Using the launchpad as a LittlePiggy controlsurface:

n0s of little piggy tracker fame suggested that you could use it to control the little piggy tracker, so we launched into a small prestudy. The bad news are that while it has USB-midi it’s not class compliant so connection to it will require someone to hack Linux drivers. That on the other hand doesn’t seem to be that hard a task. The chip used for communication (and logic) in the launchpad has a data sheet and also reference drivers-code available. I’m guessing that there is no logic at all inside the launchpad, it at most keeps state of the LED’s and maybe debouncing the buttons.  This will probably be doable. However, none of the devices we run the piggy on/from really has battery power to support the launchpad. so there has to be something made there as well. Something for the future maybe.

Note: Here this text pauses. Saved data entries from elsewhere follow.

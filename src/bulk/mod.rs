// src/bulk/mod.rs
//! Bulk-ingestion NDJSON: every document line is preceded by an
//! `{"index":{}}` action line, which asks the index to assign the id.

use anyhow::{Context, Result};
use serde::Serialize;
use std::{
    fs::{self, File},
    io::{BufWriter, Write},
    path::Path,
};
use tracing::{debug, info};

pub mod document;

pub use document::{medical_documents, MedicalQaDocument, QaDocument};

/// `{"index":{}}`
#[derive(Debug, Default, Serialize)]
struct BulkAction {
    index: IndexAction,
}

/// No `_id`: the index assigns one.
#[derive(Debug, Default, Serialize)]
struct IndexAction {}

/// Write one action line and one document line per element of `docs`.
/// Non-ASCII text is written as-is. Returns the number of documents.
pub fn write_bulk<W: Write, D: Serialize>(mut out: W, docs: &[D]) -> Result<usize> {
    let action = BulkAction::default();
    for doc in docs {
        serde_json::to_writer(&mut out, &action).context("serializing bulk action")?;
        out.write_all(b"\n")?;
        serde_json::to_writer(&mut out, doc).context("serializing document")?;
        out.write_all(b"\n")?;
    }
    out.flush().context("flushing bulk output")?;
    Ok(docs.len())
}

/// Write `docs` to `path` (creating its directory) and return the file size in bytes.
#[tracing::instrument(level = "debug", skip(path, docs), fields(path = %path.display(), docs = docs.len()))]
pub fn write_bulk_file<D: Serialize>(path: &Path, docs: &[D]) -> Result<u64> {
    if let Some(parent) = path.parent() {
        fs::create_dir_all(parent)
            .with_context(|| format!("creating output directory {:?}", parent))?;
    }

    let file = File::create(path).with_context(|| format!("creating output file {:?}", path))?;
    let mut writer = BufWriter::new(file);
    let written = write_bulk(&mut writer, docs)?;
    drop(writer);
    debug!("wrote {} documents", written);

    let bytes = fs::metadata(path)
        .with_context(|| format!("reading size of {:?}", path))?
        .len();
    info!("wrote {} bytes to {}", bytes, path.display());
    Ok(bytes)
}
use chrono::{DateTime, Utc};
use std::{fmt, path::PathBuf};

use crate::medical::QaPair;

const BYTES_PER_MB: f64 = 1024.0 * 1024.0;

/// Outcome of one conversion job, as printed at the end of a run.
#[derive(Debug, Clone, PartialEq)]
pub struct ConversionSummary {
    /// What a record is called in the report ("QA pairs", "records").
    pub unit: &'static str,
    pub records: usize,
    /// Source rows dropped for missing fields.
    pub skipped: usize,
    pub output_path: PathBuf,
    pub output_bytes: u64,
    pub started: DateTime<Utc>,
    pub finished: DateTime<Utc>,
}

impl ConversionSummary {
    pub fn size_mb(&self) -> f64 {
        self.output_bytes as f64 / BYTES_PER_MB
    }

    /// Output line count: one action line plus one document line per record.
    pub fn output_lines(&self) -> usize {
        2 * self.records
    }

    pub fn elapsed(&self) -> chrono::Duration {
        self.finished - self.started
    }
}

impl fmt::Display for ConversionSummary {
    fn fmt(&self, f: &mut fmt::Formatter<'_>) -> fmt::Result {
        writeln!(f, "Conversion completed!")?;
        writeln!(f, "Total {}: {}", self.unit, self.records)?;
        if self.skipped > 0 {
            writeln!(f, "Skipped rows: {}", self.skipped)?;
        }
        writeln!(f, "Output file: {}", self.output_path.display())?;
        write!(f, "File size: {:.2} MB", self.size_mb())
    }
}

/// First `max_chars` characters of `s`.
pub fn truncate_chars(s: &str, max_chars: usize) -> &str {
    match s.char_indices().nth(max_chars) {
        Some((idx, _)) => &s[..idx],
        None => s,
    }
}

/// Short listing of the first `limit` pairs: 50 chars of each question,
/// 80 chars of each answer.
pub fn preview(pairs: &[QaPair], limit: usize) -> String {
    let shown = pairs.len().min(limit);
    let mut out = format!("First {} QA pairs:\n", shown);
    for (i, pair) in pairs.iter().take(limit).enumerate() {
        let position = i + 1;
        out.push_str(&format!(
            "\n{}. Q{}: {}...\n   A: {}...\n",
            position,
            pair.number_or_position(position),
            truncate_chars(&pair.question, 50),
            truncate_chars(&pair.answer, 80),
        ));
    }
    out
}
//! Convert the Tibetan medical QA text file under `test/` into bulk NDJSON
//! under `docker/`. Run from the project root; takes no arguments.
//!
//! Exits non-zero if the source file is missing or holds no QA pairs.

use anyhow::Result;
use std::process::ExitCode;
use tibqa::{logging, pipeline, report, ProjectLayout};

fn run() -> Result<()> {
    let layout = ProjectLayout::from_current_dir()?;
    let converted = pipeline::run_medical_qa(&layout)?;

    println!("\n{}", converted.summary);
    println!("\n{}", report::preview(&converted.pairs, 3));
    Ok(())
}

fn main() -> ExitCode {
    logging::init();
    match run() {
        Ok(()) => ExitCode::SUCCESS,
        Err(e) => logging::fatal(&e),
    }
}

What I’m going to use it for in the future:

I’m definitively going to learn how to use it for launching clips better, but I haven’t felt that groove lately. and I will also program something nice for it.  No max/msp stuff though. Something on my Mac that interrupts the MIDI messages and let’s me manipulate that both forward and backwards, Creating step sequencers and whatnot. Building on the stuff I made with the moanonme. And probably very similar to little-scale’s max/msp linear sequencer patch.
Infact, I’ve already started. I have the basic framework up in a cmd-window program.  Gonna move that to a nice Cocoa application soon.

Conclusion:

The launchpads weakest point is the buttons. The features are great. The hackability is great and I’ll have much fun with that (I’m geeky).  Overall a nice buy that I’m not going to regret.